Thank you sincerely for your effort to improve the middle class families lives, but I think you are getting the wrong advise from your Wall St. and Federal Reserve member bank connected advisers. The advisers that support Keynesian economic policy are also ill advising you.
Leonard C. Tekaat
P. S. If you do not find the article I posted, The Bush Cut Extension Is The Wrong Kind Of Stimulus To Facilitate An Economic Recovery, you will find this letter and the article on my web site at www.recoverygovforthepeople.wordpress.com/
The Bush Tax Cut Extension Is The Wrong Kind Of Stimulus To Facilitate An Economic Recovery!
The Bush tax cuts are in existence now. Have they done anything to improve the economy for Main Street, and the middle class in the last two years? The unemployment and foreclosure rate have gone up in the last two years. We have increased our national debt by trillions of dollar to solve these problems, and they have only gotten worst. If the tax cut does not expire for people with an income of $250,000.00 the deficit will increase by more than 850 billion dollars. If the first deficit spending stimulus recovery plan failed to bring down the unemployment and foreclosure rate, which among us is insane enough to believe a second deficit spending stimulus recovery plan, almost as large as the first one, will result in a different outcome.
There is a better way to increase the disposable income of the middle class, than to extend the Bush tax cuts to the upper income people.
When there is dooms day talk or inflation expectation in the economy, as there is currently, the people in upper income levels do not create jobs. Most of them move their money into protective positions, and make unproductive investments, in gold, inflation hedges, and commodities “investments”, causing more increases in food prices, and production materials.
We can help the middle class and the economy (reduce unemployment and foreclosures) more by doing the same thing they did in the Great Depression. In the Great Depression the government created a new mortgage that fit the then current economic conditions. It created the Home Owners Mortgage Corp., which created the 30-year fix rate mortgage. The new mortgage terms allowed people to stay in their homes. The banks did not need to foreclose on the homes. People that lose their homes to foreclose can create more government dependent people and a larger deficit. When the HOLC closed down in the 1950s it returned the excess funds it had collected to the U S Treasury. It was a very successful program.
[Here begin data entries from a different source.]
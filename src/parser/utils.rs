//
// Copyright 2020 bplist Developers
//
// Licensed under the Apache License, Version 2.0, <LICENSE-APACHE or
// http://apache.org/licenses/LICENSE-2.0> or the MIT license <LICENSE-MIT or
// http://opensource.org/licenses/MIT>, at your option. This file may not be
// copied, modified, or distributed except according to those terms.
//

use nom::{
    IResult,
    bytes::complete::take,
    combinator::map_res,
};

use std::convert::TryFrom;

use crate::bigendian;

/// Returns a parser which recognizes a variable-length big-endian number
/// between 1 and 8 bytes long, inclusive, and zero-extends it to 64 bits.
///
/// This is the decoder's single most-used building block (spec.md §9):
/// rather than one routine per integer width, every width reduces to
/// "read n bytes big-endian, zero-extend to 64, host-swap."  The bytes are
/// placed at the low end of an 8-byte buffer (preserving big-endian
/// ordering), then reinterpreted in native order so the subsequent
/// `bigendian::u64_swap_to_host` is the only swap applied: on a big-endian
/// host it is a no-op, on little-endian it performs the actual byte-order
/// conversion. Building the buffer with `from_be_bytes` here and then
/// swapping again would double-convert and corrupt the value on
/// little-endian hosts.
pub fn be_u64_n(
    n: usize
) -> impl Fn(&[u8]) -> IResult<&[u8], u64> {
    assert!(n >= 1 && n <= 8, "number must be between 1 and 8 bytes, inclusive");
    move |input: &[u8]| {
        let (input, bytes) = take(n)(input)?;
        let mut buffer = [0u8; 8];
        buffer[8 - n..].copy_from_slice(bytes);
        let native_value = u64::from_ne_bytes(buffer);
        Ok((input, bigendian::u64_swap_to_host(native_value)))
    }
}

/// Returns a parser which recognizes a variable-length unsigned big-endian
/// number between 1 and 8 bytes long, inclusive, converted safely into a
/// `usize` (which varies based on the pointer width of the platform).
pub fn be_usize_n(
    n: usize
) -> impl Fn(&[u8]) -> IResult<&[u8], usize> {
    move |input: &[u8]| {
        map_res(
            be_u64_n(n),
            |value| usize::try_from(value)
        )(input)
    }
}

#[cfg(test)]
mod tests {
    use super::{be_u64_n, be_usize_n};

    #[test]
    fn test_be_usize_n_length_1() {
        let (input, result) = be_usize_n(1)(&[0x05]).unwrap();
        assert_eq!(input.len(), 0);
        assert_eq!(result, 5);
    }

    #[test]
    fn test_be_usize_n_length_3() {
        let (input, result) = be_usize_n(3)(&[0x00, 0x01, 0xFF]).unwrap();
        assert_eq!(input.len(), 0);
        assert_eq!(result, 511);
    }

    #[test]
    fn test_be_u64_n_length_8() {
        let (input, result) = be_u64_n(8)(&[0x01, 0x00, 0x00, 0x00, 0x00, 0x00, 0x01, 0xFF]).unwrap();
        assert_eq!(input.len(), 0);
        assert_eq!(result, 72057594037928447);
    }

    #[test]
    fn test_be_u64_n_length_1_is_unsigned() {
        let (input, result) = be_u64_n(1)(&[0xFF]).unwrap();
        assert_eq!(input.len(), 0);
        assert_eq!(result, 255);
    }
}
I have created a mortgage with terms that fit the current economic conditions. www.recoverygovforthepeople.wordpress.com/ Unlike the Home Owner Mortgage Corp., it is unnecessary for the government to purchase the bad and underwater mortgages. The financial institutions and investors should be willing to restructure the mortgages with the terms that are outlined on my web site, instead of foreclosing or short selling the homes.
The mortgages do not need to be refinanced. When you restructure a mortgage, you only need to send the borrower a modification letter with the new terms. The new mortgage terms should be offered to everyone, even the people whose mortgages are underwater.
The reason this mortgage would be good for the economy, the middle class, the government, investors and the financial institutions is that it will increase a large number of people’s disposable income, all at the same time, similar to a decrease in tax rates, but by a much larger amount, and without cost to the taxpayer or the government.
With an increase in disposable income, extended over a long period of time, the middle class will restart the economy with increased economic activity. Businesses will see demand pick up, and hire the unemployed. This will reduce the unemployment rate, which will lower the foreclosure rate.
With the new mortgage terms the foreclosed inventory will be sold very quickly. With the foreclosure inventory eliminated home prices will stabilize and then slowly rise.
This will maintain the tax base for state and local governments and their financial condition will improve. They will not need further assistance from the Federal Government, which will help lower the federal deficit.
I do not want the tax cuts extended for anyone that has over 250 thousand dollars of income. The deficit must be reduced. The middle class cannot afford an increase in their taxes. If people with over $4500 per week income do not pay the 4.6% increase in their tax rate, the middle class, you and I will have to pay more taxes in the future. Tax increases on the middle class will depress normal economic activity further.
Spending should be cut after the economy is operating more efficiently with new guiding policies.
With the federal government increasing the amount it is borrowing, interest rates will increase and suppress our fragile recovery.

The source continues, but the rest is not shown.